◆ Assigned task: The entries must be retyped exactly, down to the last line.

Stored items:
_ _ _ _
use std::collections::HashMap;

use axum::response::Html;
use serde::Serialize;
use tera::{Context, Tera, Value};

use crate::errors::AppResult;

/// Page templates compiled into the binary, keyed by the name handlers render them with.
const TEMPLATES: &[(&str, &str)] = &[
    ("base.html", include_str!("../templates/base.html")),
    ("includes/paginator.html", include_str!("../templates/includes/paginator.html")),
    ("includes/post_card.html", include_str!("../templates/includes/post_card.html")),
    ("includes/field_errors.html", include_str!("../templates/includes/field_errors.html")),
    ("blog/index.html", include_str!("../templates/blog/index.html")),
    ("blog/detail.html", include_str!("../templates/blog/detail.html")),
    ("blog/category.html", include_str!("../templates/blog/category.html")),
    ("blog/profile.html", include_str!("../templates/blog/profile.html")),
    ("blog/create.html", include_str!("../templates/blog/create.html")),
    ("blog/comment.html", include_str!("../templates/blog/comment.html")),
    ("blog/user.html", include_str!("../templates/blog/user.html")),
    (
        "registration/registration_form.html",
        include_str!("../templates/registration/registration_form.html"),
    ),
    ("registration/login.html", include_str!("../templates/registration/login.html")),
    ("admin/categories.html", include_str!("../templates/admin/categories.html")),
    ("admin/locations.html", include_str!("../templates/admin/locations.html")),
];

/// Templates
///
/// The Tera environment shared by all handlers.
pub struct Templates {
    tera: Tera,
}

impl Templates {
    pub fn new() -> tera::Result<Self> {
        let mut tera = Tera::default();
        tera.add_raw_templates(TEMPLATES.iter().copied())?;
        tera.autoescape_on(vec![".html"]);
        tera.register_filter("linebreaksbr", linebreaksbr_filter);
        Ok(Self { tera })
    }

    /// Renders `name` with `context` serialized into the template scope.
    pub fn render<C: Serialize>(&self, name: &str, context: &C) -> AppResult<Html<String>> {
        let context = Context::from_serialize(context)?;
        Ok(Html(self.tera.render(name, &context)?))
    }
}

/// HTML-escapes the text and turns newlines into `<br>`. Output is meant for `| safe`.
fn linebreaksbr_filter(value: &Value, _args: &HashMap<String, Value>) -> tera::Result<Value> {
    let text = value
        .as_str()
        .ok_or_else(|| tera::Error::msg("linebreaksbr expects a string"))?;
    let escaped = tera::escape_html(text).replace("\r\n", "\n").replace('\n', "<br>");
    Ok(Value::String(escaped))
}

#[cfg(test)]
mod tests {
    use super::*;

    #[test]
    fn all_templates_compile() {
        Templates::new().expect("templates should parse");
    }

    #[test]
    fn linebreaksbr_escapes_before_breaking() {
        let out = linebreaksbr_filter(&Value::String("<b>hi</b>\nthere".into()), &HashMap::new())
            .unwrap();
        assert_eq!(out, Value::String("&lt;b&gt;hi&lt;&#x2F;b&gt;<br>there".into()));
    }
}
_ _ _ _
◆ Answer section:
use std::collections::HashMap;

use axum::response::Html;
use serde::Serialize;
use tera::{Context, Tera, Value};

use crate::errors::AppResult;

/// Page templates compiled into the binary, keyed by the name handlers render them with.
const TEMPLATES: &[(&str, &str)] = &[
    ("base.html", include_str!("../templates/base.html")),
    ("includes/paginator.html", include_str!("../templates/includes/paginator.html")),
    ("includes/post_card.html", include_str!("../templates/includes/post_card.html")),
    ("includes/field_errors.html", include_str!("../templates/includes/field_errors.html")),
    ("blog/index.html", include_str!("../templates/blog/index.html")),
    ("blog/detail.html", include_str!("../templates/blog/detail.html")),
    ("blog/category.html", include_str!("../templates/blog/category.html")),
    ("blog/profile.html", include_str!("../templates/blog/profile.html")),
    ("blog/create.html", include_str!("../templates/blog/create.html")),
    ("blog/comment.html", include_str!("../templates/blog/comment.html")),
    ("blog/user.html", include_str!("../templates/blog/user.html")),
    (
        "registration/registration_form.html",
        include_str!("../templates/registration/registration_form.html"),
    ),
    ("registration/login.html", include_str!("../templates/registration/login.html")),
    ("admin/categories.html", include_str!("../templates/admin/categories.html")),
    ("admin/locations.html", include_str!("../templates/admin/locations.html")),
];

/// Templates
///
/// The Tera environment shared by all handlers.
pub struct Templates {
    tera: Tera,
}

impl Templates {
    pub fn new() -> tera::Result<Self> {
        let mut tera = Tera::default();
        tera.add_raw_templates(TEMPLATES.iter().copied())?;
        tera.autoescape_on(vec![".html"]);
        tera.register_filter("linebreaksbr", linebreaksbr_filter);
        Ok(Self { tera })
    }

    /// Renders `name` with `context` serialized into the template scope.
    pub fn render<C: Serialize>(&self, name: &str, context: &C) -> AppResult<Html<String>> {
        let context = Context::from_serialize(context)?;
        Ok(Html(self.tera.render(name, &context)?))
    }
}

/// HTML-escapes the text and turns newlines into `<br>`. Output is meant for `| safe`.
fn linebreaksbr_filter(value: &Value, _args: &HashMap<String, Value>) -> tera::Result<Value> {
    let text = value
        .as_str()
        .ok_or_else(|| tera::Error::msg("linebreaksbr expects a string"))?;
    let escaped = tera::escape_html(text).replace("\r\n", "\n").replace('\n', "<br>");
    Ok(Value::String(escaped))
}

#[cfg(test)]
mod tests {
    use super::*;

    #[test]
    fn all_templates_compile() {
        Templates::new().expect("templates should parse");
    }

    #[test]
    fn linebreaksbr_escapes_before_breaking() {
        let out = linebreaksbr_filter(&Value::String("<b>hi</b>\nthere".into()), &HashMap::new())
            .unwrap();
        assert_eq!(out, Value::String("&lt;b&gt;hi&lt;&#x2F;b&gt;<br>there".into()));
    }
}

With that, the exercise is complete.